It may be considered one of his more conventional films, but The Elephant Man was audiences first indicator that Lynch could tell an emotionally-driven narrative. This is an element of his storytelling that’s continued in his work to this day, most notably in the romances of Blue Velvet and Mulholland Drive, and even in his landmark series Twin Peaks. Although it may not always be the first film discussed in his filmography, The Elephant Man was an early sign of Lynch’s range and potential and remains one of his most accessible and poignant.
4 Twin Peaks Fire Walk With Me
In the ’90s, Lynch not on,ly dominated cinemas but also the small screen with smash hit series Twin Peaks. Sadly, the series (co-created with Mark Frost) was abruptly canceled by ABC in 1991 on a cliffhanger which left many fans clamoring for answers. In 1992, Lynch revisited the Twin Peaks universe in the form of a prequel film titled Fire Walk With Me. The film recounts Laura Palmer’s final days before her death and gives viewers an insight into her tormented existence.
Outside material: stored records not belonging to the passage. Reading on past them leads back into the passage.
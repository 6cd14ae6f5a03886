//! Text-level helpers for batch payloads
//!
//! A batch on disk is `{"batch":[<event>,<event>,...],"sentAt":"<placeholder>"}`.
//! Nothing here parses JSON; the uploader rewrites `sentAt` and reads
//! `anonymousId` by scanning the text.

use base64::engine::general_purpose::STANDARD;
use base64::Engine;
use chrono::{DateTime, SecondsFormat, Utc};

/// Opening of a batch envelope, written when a batch file is created
pub const BATCH_PREFIX: &str = "{\"batch\":[";

/// Literal stored as the `sentAt` value until an upload attempt rewrites it
pub const SENT_AT_PLACEHOLDER: &str = "{{ RSA_DEF_SENT_AT_TS }}";

const SENT_AT_KEY: &str = "\"sentAt\":\"";
const ANONYMOUS_ID_KEY: &str = "\"anonymousId\"";

/// Closing of a batch envelope, appended on rollover
pub fn batch_suffix() -> String {
    format!("],{}{}\"}}", SENT_AT_KEY, SENT_AT_PLACEHOLDER)
}

/// Format a send time the way the data plane expects it
pub fn format_sent_at(now: DateTime<Utc>) -> String {
    now.to_rfc3339_opts(SecondsFormat::Millis, true)
}

/// Replace the value of the last `"sentAt":"..."` field with `now`
///
/// Works on both the stored placeholder and a previously stamped value, so
/// the same batch text can be restamped for every attempt. Payloads without
/// a `sentAt` field are returned unchanged.
pub fn update_sent_at(payload: &str, now: DateTime<Utc>) -> String {
    let Some(key_start) = payload.rfind(SENT_AT_KEY) else {
        return payload.to_string();
    };
    let value_start = key_start + SENT_AT_KEY.len();
    let Some(value_len) = payload[value_start..].find('"') else {
        return payload.to_string();
    };

    let stamp = format_sent_at(now);
    let mut out = String::with_capacity(payload.len() + stamp.len());
    out.push_str(&payload[..value_start]);
    out.push_str(&stamp);
    out.push_str(&payload[value_start + value_len..]);
    out
}

/// Find the first non-empty `"anonymousId": "<value>"` in the text
pub fn extract_anonymous_id(payload: &str) -> Option<&str> {
    let mut search_from = 0;

    while let Some(offset) = payload[search_from..].find(ANONYMOUS_ID_KEY) {
        let after_key = search_from + offset + ANONYMOUS_ID_KEY.len();
        search_from = after_key;

        let rest = payload[after_key..].trim_start();
        let Some(rest) = rest.strip_prefix(':') else {
            continue;
        };
        let Some(rest) = rest.trim_start().strip_prefix('"') else {
            continue;
        };
        let Some(end) = rest.find('"') else {
            continue;
        };
        if end > 0 {
            return Some(&rest[..end]);
        }
    }

    None
}

/// Base64 of `"<value>:"`, the basic-auth style encoding used for headers
pub fn encode_header_value(value: &str) -> String {
    STANDARD.encode(format!("{}:", value))
}
//! JSON key/value file backing the storage's small persistent state

use std::path::PathBuf;

use serde_json::{Map, Value};

use crate::error::Result;

pub(crate) struct PropertiesFile {
    path: PathBuf,
    values: Map<String, Value>,
}

impl PropertiesFile {
    /// Load the file, starting empty when it is missing or unreadable
    pub(crate) async fn load(path: PathBuf) -> Self {
        let values = match tokio::fs::read_to_string(&path).await {
            Ok(content) => match serde_json::from_str::<Map<String, Value>>(&content) {
                Ok(values) => values,
                Err(e) => {
                    tracing::warn!(
                        path = %path.display(),
                        error = %e,
                        "Properties file is corrupt, starting empty"
                    );
                    Map::new()
                }
            },
            Err(e) if e.kind() == std::io::ErrorKind::NotFound => Map::new(),
            Err(e) => {
                tracing::warn!(
                    path = %path.display(),
                    error = %e,
                    "Failed to read properties file, starting empty"
                );
                Map::new()
            }
        };

        Self { path, values }
    }

    pub(crate) fn get_str(&self, key: &str) -> Option<&str> {
        self.values.get(key).and_then(Value::as_str)
    }

    pub(crate) fn get_i64(&self, key: &str) -> Option<i64> {
        self.values.get(key).and_then(Value::as_i64)
    }

    pub(crate) fn get_bool(&self, key: &str) -> Option<bool> {
        self.values.get(key).and_then(Value::as_bool)
    }

    pub(crate) fn set(&mut self, key: &str, value: Value) {
        self.values.insert(key.to_string(), value);
    }

    pub(crate) fn remove(&mut self, key: &str) -> bool {
        self.values.remove(key).is_some()
    }

    pub(crate) fn clear(&mut self) {
        self.values.clear();
    }

    /// Write through a temp file and rename so a crash never leaves half a file
    pub(crate) async fn persist(&self) -> Result<()> {
        let tmp = self.path.with_extension("json.tmp");
        let content = serde_json::to_vec(&self.values)?;
        tokio::fs::write(&tmp, content).await?;
        tokio::fs::rename(&tmp, &self.path).await?;
        Ok(())
    }
}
Although some fans weren’t initially happy with Lynch’s bold vision upon release, it’s since been re-evaluated, especially in the wake of the haunting 2017 revival Twin Peaks: The Return.
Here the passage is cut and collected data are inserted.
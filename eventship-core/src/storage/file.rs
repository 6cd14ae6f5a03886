//! File-backed storage
//!
//! Layout inside the storage directory:
//!
//! ```text
//! <write_key>-<n>.tmp            the open batch (at most one)
//! <write_key>-<n>                closed batches, id = absolute path
//! eventship.properties.json      key/value store (index, counters, ids)
//! ```

use std::collections::HashSet;
use std::path::{Path, PathBuf};

use async_trait::async_trait;
use serde_json::Value;
use tokio::fs::{self, File, OpenOptions};
use tokio::io::AsyncWriteExt;
use tokio::sync::Mutex;

use super::index::{PendingBatchIndex, ID_SEPARATOR};
use super::properties::PropertiesFile;
use super::{keys, Storage};
use crate::error::{Error, Result};
use crate::payload::{batch_suffix, BATCH_PREFIX};

const TMP_SUFFIX: &str = ".tmp";
const PROPERTIES_FILE: &str = "eventship.properties.json";

/// Durable storage rooted in one directory per write key
pub struct FileStorage {
    directory: PathBuf,
    write_key: String,
    max_batch_bytes: u64,
    inner: Mutex<Inner>,
}

struct Inner {
    props: PropertiesFile,
    open: Option<OpenBatch>,
    deleted: bool,
}

struct OpenBatch {
    index: i64,
    path: PathBuf,
    file: File,
    len: u64,
    has_events: bool,
}

impl OpenBatch {
    async fn create(index: i64, path: PathBuf) -> Result<Self> {
        let mut file = OpenOptions::new()
            .create(true)
            .write(true)
            .truncate(true)
            .open(&path)
            .await?;
        file.write_all(BATCH_PREFIX.as_bytes()).await?;
        file.flush().await?;

        Ok(Self {
            index,
            path,
            file,
            len: BATCH_PREFIX.len() as u64,
            has_events: false,
        })
    }

    async fn append(&mut self, event: &str) -> Result<()> {
        let chunk = if self.has_events {
            format!(",{}", event)
        } else {
            event.to_string()
        };
        self.file.write_all(chunk.as_bytes()).await?;
        self.file.flush().await?;
        self.len += chunk.len() as u64;
        self.has_events = true;
        Ok(())
    }
}

impl FileStorage {
    /// Open (or create) the storage directory and reconcile it with the
    /// persisted pending index
    pub async fn open(
        directory: impl AsRef<Path>,
        write_key: &str,
        max_batch_bytes: usize,
    ) -> Result<Self> {
        if write_key.contains(ID_SEPARATOR) {
            return Err(Error::Config(format!(
                "write key must not contain {:?}",
                ID_SEPARATOR
            )));
        }
        fs::create_dir_all(directory.as_ref()).await?;
        let directory = fs::canonicalize(directory.as_ref()).await?;
        // Batch ids are paths under this directory and the index is comma-joined.
        if directory.to_string_lossy().contains(ID_SEPARATOR) {
            return Err(Error::Config(format!(
                "storage directory {} must not contain {:?}",
                directory.display(),
                ID_SEPARATOR
            )));
        }
        let props = PropertiesFile::load(directory.join(PROPERTIES_FILE)).await;

        let storage = Self {
            directory,
            write_key: write_key.to_string(),
            max_batch_bytes: max_batch_bytes as u64,
            inner: Mutex::new(Inner {
                props,
                open: None,
                deleted: false,
            }),
        };
        storage.reconcile().await?;
        Ok(storage)
    }

    pub fn directory(&self) -> &Path {
        &self.directory
    }

    fn closed_path(&self, index: i64) -> PathBuf {
        self.directory.join(format!("{}-{}", self.write_key, index))
    }

    fn open_path(&self, index: i64) -> PathBuf {
        self.directory
            .join(format!("{}-{}{}", self.write_key, index, TMP_SUFFIX))
    }

    /// Parse `<write_key>-<n>[.tmp]` into `(n, is_open)`
    fn parse_batch_name(&self, name: &str) -> Option<(i64, bool)> {
        let rest = name.strip_prefix(&self.write_key)?.strip_prefix('-')?;
        let (number, is_open) = match rest.strip_suffix(TMP_SUFFIX) {
            Some(number) => (number, true),
            None => (rest, false),
        };
        number
            .parse::<i64>()
            .ok()
            .filter(|n| *n >= 0)
            .map(|n| (n, is_open))
    }

    /// Bring the index in line with the files on disk after a restart.
    ///
    /// Leftover open batches are closed, ids whose file is gone are dropped,
    /// and closed files missing from the index are appended in file order.
    async fn reconcile(&self) -> Result<()> {
        let mut inner = self.inner.lock().await;

        let mut closed: Vec<(i64, PathBuf)> = Vec::new();
        let mut highest: Option<i64> = None;

        let mut entries = fs::read_dir(&self.directory).await?;
        while let Some(entry) = entries.next_entry().await? {
            let file_name = entry.file_name();
            let Some(name) = file_name.to_str() else {
                continue;
            };
            let Some((number, is_open)) = self.parse_batch_name(name) else {
                continue;
            };
            highest = Some(highest.map_or(number, |h| h.max(number)));

            if is_open {
                if let Some(path) = self.close_leftover(&entry.path(), number).await? {
                    closed.push((number, path));
                }
            } else {
                closed.push((number, entry.path()));
            }
        }
        closed.sort_by_key(|(number, _)| *number);

        let stored_index = inner
            .props
            .get_str(keys::PENDING_BATCHES)
            .unwrap_or_default()
            .to_string();
        let mut index = PendingBatchIndex::parse(&stored_index);
        let on_disk: HashSet<String> = closed.iter().map(|(_, path)| path_to_id(path)).collect();

        let before = index.len();
        index.retain(|id| on_disk.contains(id));
        let dropped = before - index.len();

        let mut recovered = 0;
        for (_, path) in &closed {
            if index.push(path_to_id(path)) {
                recovered += 1;
            }
        }

        let stored_file_index = inner.props.get_i64(keys::FILE_INDEX).unwrap_or(0);
        let next_file_index = highest.map_or(0, |h| h + 1).max(stored_file_index);

        if index.serialize() != stored_index || next_file_index != stored_file_index {
            inner
                .props
                .set(keys::PENDING_BATCHES, Value::from(index.serialize()));
            inner
                .props
                .set(keys::FILE_INDEX, Value::from(next_file_index));
            inner.props.persist().await?;
        }

        tracing::info!(
            directory = %self.directory.display(),
            pending = index.len(),
            dropped,
            recovered,
            "Opened batch storage"
        );

        Ok(())
    }

    /// Close an open batch left behind by a previous process
    ///
    /// Returns `None` when the file held no events and was deleted.
    async fn close_leftover(&self, path: &Path, number: i64) -> Result<Option<PathBuf>> {
        let content = fs::read_to_string(path).await?;

        if content.is_empty() || content == BATCH_PREFIX {
            fs::remove_file(path).await?;
            return Ok(None);
        }

        let suffix = batch_suffix();
        if !content.ends_with(&suffix) {
            let mut file = OpenOptions::new().append(true).open(path).await?;
            file.write_all(suffix.as_bytes()).await?;
            file.flush().await?;
            file.sync_all().await?;
        }

        let closed = self.closed_path(number);
        fs::rename(path, &closed).await?;
        tracing::info!(batch = %closed.display(), "Closed batch left open by previous run");
        Ok(Some(closed))
    }

    async fn close_open(&self, inner: &mut Inner) -> Result<()> {
        let Some(open) = inner.open.as_mut() else {
            return Ok(());
        };

        open.file.write_all(batch_suffix().as_bytes()).await?;
        open.file.flush().await?;
        open.file.sync_all().await?;

        let from = open.path.clone();
        let number = open.index;
        inner.open = None;

        // Bump first: a failed rename must not let the next batch reuse this name.
        inner.props.set(keys::FILE_INDEX, Value::from(number + 1));

        let to = self.closed_path(number);
        fs::rename(&from, &to).await?;

        let id = path_to_id(&to);
        let mut index =
            PendingBatchIndex::parse(inner.props.get_str(keys::PENDING_BATCHES).unwrap_or_default());
        index.push(id.clone());
        inner
            .props
            .set(keys::PENDING_BATCHES, Value::from(index.serialize()));
        inner.props.persist().await?;

        tracing::debug!(batch = %id, pending = index.len(), "Rolled over batch");
        Ok(())
    }

    async fn write_value(&self, key: &str, value: Value) -> Result<()> {
        let mut inner = self.inner.lock().await;
        if inner.deleted {
            return Err(Error::ClientShutdown);
        }
        inner.props.set(key, value);
        inner.props.persist().await
    }
}

fn path_to_id(path: &Path) -> String {
    path.to_string_lossy().into_owned()
}

#[async_trait]
impl Storage for FileStorage {
    async fn append_event(&self, event: &str) -> Result<()> {
        let mut guard = self.inner.lock().await;
        let inner = &mut *guard;
        if inner.deleted {
            return Err(Error::ClientShutdown);
        }

        if inner
            .open
            .as_ref()
            .is_some_and(|open| open.len > self.max_batch_bytes)
        {
            tracing::debug!(
                limit = self.max_batch_bytes,
                "Open batch reached size limit, rolling over"
            );
            self.close_open(inner).await?;
        }

        if inner.open.is_none() {
            let number = inner.props.get_i64(keys::FILE_INDEX).unwrap_or(0);
            inner.open = Some(OpenBatch::create(number, self.open_path(number)).await?);
        }

        let open = inner
            .open
            .as_mut()
            .ok_or_else(|| Error::Storage("no open batch".to_string()))?;
        open.append(event).await
    }

    async fn rollover(&self) -> Result<()> {
        let mut guard = self.inner.lock().await;
        if guard.deleted {
            return Err(Error::ClientShutdown);
        }
        self.close_open(&mut guard).await
    }

    async fn write_string(&self, key: &str, value: &str) -> Result<()> {
        self.write_value(key, Value::from(value)).await
    }

    async fn write_long(&self, key: &str, value: i64) -> Result<()> {
        self.write_value(key, Value::from(value)).await
    }

    async fn write_bool(&self, key: &str, value: bool) -> Result<()> {
        self.write_value(key, Value::from(value)).await
    }

    async fn read_string(&self, key: &str, default: &str) -> String {
        let inner = self.inner.lock().await;
        inner
            .props
            .get_str(key)
            .map(String::from)
            .unwrap_or_else(|| default.to_string())
    }

    async fn read_long(&self, key: &str, default: i64) -> i64 {
        let inner = self.inner.lock().await;
        inner.props.get_i64(key).unwrap_or(default)
    }

    async fn read_bool(&self, key: &str, default: bool) -> bool {
        let inner = self.inner.lock().await;
        inner.props.get_bool(key).unwrap_or(default)
    }

    async fn remove(&self, key: &str) -> Result<()> {
        let mut inner = self.inner.lock().await;
        if inner.props.remove(key) {
            inner.props.persist().await?;
        }
        Ok(())
    }

    async fn batch_exists(&self, id: &str) -> bool {
        fs::try_exists(id).await.unwrap_or(false)
    }

    async fn read_batch(&self, id: &str) -> Result<String> {
        Ok(fs::read_to_string(id).await?)
    }

    async fn remove_batch(&self, id: &str) -> Result<()> {
        let mut inner = self.inner.lock().await;

        match fs::remove_file(id).await {
            Ok(()) => {}
            Err(e) if e.kind() == std::io::ErrorKind::NotFound => {}
            Err(e) => {
                tracing::warn!(batch = %id, error = %e, "Failed to delete batch file");
            }
        }

        if inner.deleted {
            return Ok(());
        }

        let mut index =
            PendingBatchIndex::parse(inner.props.get_str(keys::PENDING_BATCHES).unwrap_or_default());
        if index.remove(id) {
            inner
                .props
                .set(keys::PENDING_BATCHES, Value::from(index.serialize()));
            inner.props.persist().await?;
        }
        Ok(())
    }

    async fn delete_all(&self) -> Result<()> {
        let mut inner = self.inner.lock().await;
        inner.open = None;
        inner.deleted = true;
        inner.props.clear();

        match fs::remove_dir_all(&self.directory).await {
            Ok(()) => {}
            Err(e) if e.kind() == std::io::ErrorKind::NotFound => {}
            Err(e) => return Err(e.into()),
        }

        tracing::info!(directory = %self.directory.display(), "Deleted batch storage");
        Ok(())
    }
}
The film manages to humanize Laura Palmer and give audiences insight into her harrowing home life. It also provides depth regarding Leland Palmer, whose possession at the hands of the demon Bob leads to a painful and tragic arc. The beguiling film explores elements of the series briefly, such as The Black Lodge, and several plot points later were utilized in 2017’s The Return. FWWM is also notable for featuring a surreal and noteworthy cameo from David Bowie as Agent Jefferies, and features cameos from characters such as Bobby, Shelly, James, and the log lady. Although it’ll be best received by those who’ve seen the series, Fire Walk With Me remains one of Lynch’s most human and tragic stories, utilizing incredible performances by Sheryl Lee and Ray Wise as Laura and Leland Palmer, respectively, in order to depict the horrors and trauma of child abuse and rape. Overall, Fire Walks With Me remains an accomplished piece of filmmaking from Lynch and adds notable layers to his already rich Twin Peaks universe, even if it asks more questions than it answers.
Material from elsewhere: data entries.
//! Configuration loading and management
//!
//! Configuration is loaded from `~/.config/eventship/config.toml`
//!
//! This module follows the XDG Base Directory Specification:
//! - Config: `$XDG_CONFIG_HOME/eventship/` (~/.config/eventship/)
//! - Data: `$XDG_DATA_HOME/eventship/` (~/.local/share/eventship/)
//! - State/Logs: `$XDG_STATE_HOME/eventship/` (~/.local/state/eventship/)

use crate::error::{Error, Result};
use serde::Deserialize;
use std::path::{Path, PathBuf};
use std::time::Duration;

/// Returns a best-effort home directory path.
fn home_dir() -> PathBuf {
    std::env::var_os("HOME")
        .map(PathBuf::from)
        .or_else(dirs::home_dir)
        .unwrap_or_else(|| PathBuf::from("."))
}

/// Returns XDG_CONFIG_HOME or ~/.config
fn xdg_config_home() -> PathBuf {
    std::env::var("XDG_CONFIG_HOME")
        .map(PathBuf::from)
        .unwrap_or_else(|_| home_dir().join(".config"))
}

/// Returns XDG_DATA_HOME or ~/.local/share
fn xdg_data_home() -> PathBuf {
    std::env::var("XDG_DATA_HOME")
        .map(PathBuf::from)
        .unwrap_or_else(|_| home_dir().join(".local/share"))
}

/// Returns XDG_STATE_HOME or ~/.local/state
fn xdg_state_home() -> PathBuf {
    std::env::var("XDG_STATE_HOME")
        .map(PathBuf::from)
        .unwrap_or_else(|_| home_dir().join(".local/state"))
}

/// Main configuration struct
#[derive(Debug, Deserialize, Default, Clone)]
pub struct Config {
    /// Write key and data plane location
    #[serde(default)]
    pub client: ClientConfig,

    /// Flush policy and batch size limits
    #[serde(default)]
    pub queue: QueueConfig,

    /// Retry delay policy for failed uploads
    #[serde(default)]
    pub backoff: BackoffConfig,

    /// Storage location overrides
    #[serde(default)]
    pub storage: StorageConfig,

    /// Logging configuration
    #[serde(default)]
    pub logging: LoggingConfig,
}

/// Data plane connection settings
#[derive(Debug, Deserialize, Clone)]
pub struct ClientConfig {
    /// Source write key issued by the data plane
    pub write_key: Option<String>,

    /// Data plane base URL (e.g., `https://dataplane.example.com`)
    pub data_plane_url: Option<String>,

    /// HTTP request timeout in seconds
    #[serde(default = "default_request_timeout")]
    pub request_timeout_secs: u64,
}

impl Default for ClientConfig {
    fn default() -> Self {
        Self {
            write_key: None,
            data_plane_url: None,
            request_timeout_secs: default_request_timeout(),
        }
    }
}

impl ClientConfig {
    /// Check if both the write key and the data plane URL are present
    pub fn is_ready(&self) -> bool {
        self.write_key.is_some() && self.data_plane_url.is_some()
    }

    /// Validate configuration, returning error message if invalid
    pub fn validate(&self) -> Result<()> {
        self.checked_write_key()?;

        match self.data_plane_url.as_deref() {
            None => Err(Error::Config(
                "client.data_plane_url is required".to_string(),
            )),
            Some(url) if !(url.starts_with("http://") || url.starts_with("https://")) => {
                Err(Error::Config(format!(
                    "client.data_plane_url must be an http(s) URL, got {:?}",
                    url
                )))
            }
            Some(_) => Ok(()),
        }
    }

    /// The write key, if present and usable as a directory name
    pub fn checked_write_key(&self) -> Result<&str> {
        match self.write_key.as_deref() {
            None => Err(Error::Config("client.write_key is required".to_string())),
            Some(key) if key.trim().is_empty() => Err(Error::Config(
                "client.write_key must not be empty".to_string(),
            )),
            Some(key) if key.contains(['/', '\\']) => Err(Error::Config(
                "client.write_key must not contain path separators".to_string(),
            )),
            Some(key) if key.contains(',') => Err(Error::Config(
                "client.write_key must not contain commas".to_string(),
            )),
            Some(key) => Ok(key),
        }
    }

    /// Request timeout as a `Duration`
    pub fn request_timeout(&self) -> Duration {
        Duration::from_secs(self.request_timeout_secs)
    }
}

fn default_request_timeout() -> u64 {
    30
}

/// Flush policy and batch size settings
///
/// Out-of-range policy values are not rejected here; each flush policy
/// falls back to its own default when handed an unusable value.
#[derive(Debug, Deserialize, Clone)]
pub struct QueueConfig {
    /// Number of events that triggers a flush (1..=100)
    #[serde(default = "default_flush_at")]
    pub flush_at: u32,

    /// Interval between time-based flushes in milliseconds
    #[serde(default = "default_flush_interval_ms")]
    pub flush_interval_ms: u64,

    /// Flush once when the queue starts
    #[serde(default = "default_true")]
    pub startup_flush: bool,

    /// Largest accepted serialized event in bytes
    #[serde(default = "default_max_event_bytes")]
    pub max_event_bytes: usize,

    /// Size at which the open batch is closed before the next append
    #[serde(default = "default_max_batch_bytes")]
    pub max_batch_bytes: usize,
}

impl Default for QueueConfig {
    fn default() -> Self {
        Self {
            flush_at: default_flush_at(),
            flush_interval_ms: default_flush_interval_ms(),
            startup_flush: true,
            max_event_bytes: default_max_event_bytes(),
            max_batch_bytes: default_max_batch_bytes(),
        }
    }
}

impl QueueConfig {
    /// Validate size limits
    pub fn validate(&self) -> Result<()> {
        if self.max_event_bytes == 0 {
            return Err(Error::Config(
                "queue.max_event_bytes must be greater than 0".to_string(),
            ));
        }
        if self.max_batch_bytes < self.max_event_bytes {
            return Err(Error::Config(
                "queue.max_batch_bytes must be at least queue.max_event_bytes".to_string(),
            ));
        }
        Ok(())
    }
}

pub(crate) fn default_flush_at() -> u32 {
    30
}

pub(crate) fn default_flush_interval_ms() -> u64 {
    10_000
}

fn default_true() -> bool {
    true
}

fn default_max_event_bytes() -> usize {
    32 * 1024
}

fn default_max_batch_bytes() -> usize {
    500 * 1024
}

/// Exponential backoff settings for retryable upload failures
#[derive(Debug, Deserialize, Clone)]
pub struct BackoffConfig {
    /// First retry delay in milliseconds
    #[serde(default = "default_base_delay_ms")]
    pub base_delay_ms: u64,

    /// Growth factor applied per attempt
    #[serde(default = "default_multiplier")]
    pub multiplier: f64,

    /// Upper bound on a single delay in milliseconds
    #[serde(default = "default_max_delay_ms")]
    pub max_delay_ms: u64,

    /// Add random jitter in `[0, delay)` to each delay
    #[serde(default = "default_true")]
    pub jitter: bool,
}

impl Default for BackoffConfig {
    fn default() -> Self {
        Self {
            base_delay_ms: default_base_delay_ms(),
            multiplier: default_multiplier(),
            max_delay_ms: default_max_delay_ms(),
            jitter: true,
        }
    }
}

pub(crate) fn default_base_delay_ms() -> u64 {
    3_000
}

pub(crate) fn default_multiplier() -> f64 {
    2.0
}

pub(crate) fn default_max_delay_ms() -> u64 {
    30 * 60 * 1_000
}

/// Storage location overrides
#[derive(Debug, Deserialize, Default, Clone)]
pub struct StorageConfig {
    /// Root directory for batch files (defaults to the XDG data dir)
    pub directory: Option<PathBuf>,
}

/// Logging configuration
#[derive(Debug, Deserialize, Clone)]
pub struct LoggingConfig {
    /// Log level (trace, debug, info, warn, error)
    #[serde(default = "default_log_level")]
    pub level: String,

    /// Maximum number of log files to keep
    #[serde(default = "default_max_log_files")]
    pub max_files: usize,
}

impl Default for LoggingConfig {
    fn default() -> Self {
        Self {
            level: default_log_level(),
            max_files: default_max_log_files(),
        }
    }
}

fn default_log_level() -> String {
    "info".to_string()
}

fn default_max_log_files() -> usize {
    5
}

impl Config {
    /// Load configuration from the default path
    pub fn load() -> Result<Self> {
        let config_path = Self::config_path();

        if !config_path.exists() {
            tracing::info!("No config file found at {:?}, using defaults", config_path);
            return Ok(Config::default());
        }

        Self::load_from(&config_path)
    }

    /// Load configuration from a specific path
    pub fn load_from(path: &Path) -> Result<Self> {
        let content = std::fs::read_to_string(path)
            .map_err(|e| Error::Config(format!("failed to read config file {:?}: {}", path, e)))?;

        let config: Config = toml::from_str(&content)
            .map_err(|e| Error::Config(format!("failed to parse config: {}", e)))?;

        config.queue.validate()?;
        Ok(config)
    }

    /// Root directory holding one storage directory per write key
    pub fn storage_root(&self) -> PathBuf {
        self.storage
            .directory
            .clone()
            .unwrap_or_else(Self::data_dir)
    }

    /// Storage directory for a write key
    ///
    /// `$XDG_DATA_HOME/eventship/<write_key>/` unless `[storage] directory` is set
    pub fn storage_dir(&self, write_key: &str) -> PathBuf {
        self.storage_root().join(write_key)
    }

    /// Returns the default config file path
    ///
    /// `$XDG_CONFIG_HOME/eventship/config.toml` (~/.config/eventship/config.toml)
    pub fn config_path() -> PathBuf {
        xdg_config_home().join("eventship").join("config.toml")
    }

    /// Returns the data directory path (batch storage root)
    ///
    /// `$XDG_DATA_HOME/eventship/` (~/.local/share/eventship/)
    pub fn data_dir() -> PathBuf {
        xdg_data_home().join("eventship")
    }

    /// Returns the state directory path (for logs)
    ///
    /// `$XDG_STATE_HOME/eventship/` (~/.local/state/eventship/)
    pub fn state_dir() -> PathBuf {
        xdg_state_home().join("eventship")
    }

    /// Returns the log file path
    ///
    /// `$XDG_STATE_HOME/eventship/eventship.log` (~/.local/state/eventship/eventship.log)
    pub fn log_path() -> PathBuf {
        Self::state_dir().join("eventship.log")
    }

    /// Ensure XDG base directory environment variables are set.
    ///
    /// This is mainly for CLI binaries that want explicit, stable path behavior
    /// before invoking other components that read these env vars.
    pub fn ensure_xdg_env() {
        let home = home_dir();

        if std::env::var("XDG_DATA_HOME").is_err() {
            std::env::set_var("XDG_DATA_HOME", home.join(".local/share"));
        }

        if std::env::var("XDG_STATE_HOME").is_err() {
            std::env::set_var("XDG_STATE_HOME", home.join(".local/state"));
        }

        if std::env::var("XDG_CONFIG_HOME").is_err() {
            std::env::set_var("XDG_CONFIG_HOME", home.join(".config"));
        }
    }
}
Lynch’s debut feature film could’ve been the only film he ever made, and it’d still be enough to consider him an influential force in modern cinema. Released in 1977, Eraserhead tells the story of Jack Spencer, a man living in a desolate urban environment who finds out that his long-time girlfriend has given birth. The child, however, doesn’t appear to be human, and when Jack’s girlfriend leaves him, he must fend for the child himself all while trying to maintain his sanity. Eraserhead emerges right away as one of Lynch’s most fully formed films, and its black and white cinematography and sound design create a mood that is utterly captivating. In the title role, Jack Nance manages to vividly portray Spencer’s torment and anguish over his newfound situation with sparse words and detailed expressions. Lynch also utilizes his visual storytelling to build tension and juxtapose moments of absurd humor and surrealism. Eraserhead is less a film explained than experienced, and although it’s deliberately ambiguous, its visual inventiveness and unique approach ensure that it’s nothing less than memorable.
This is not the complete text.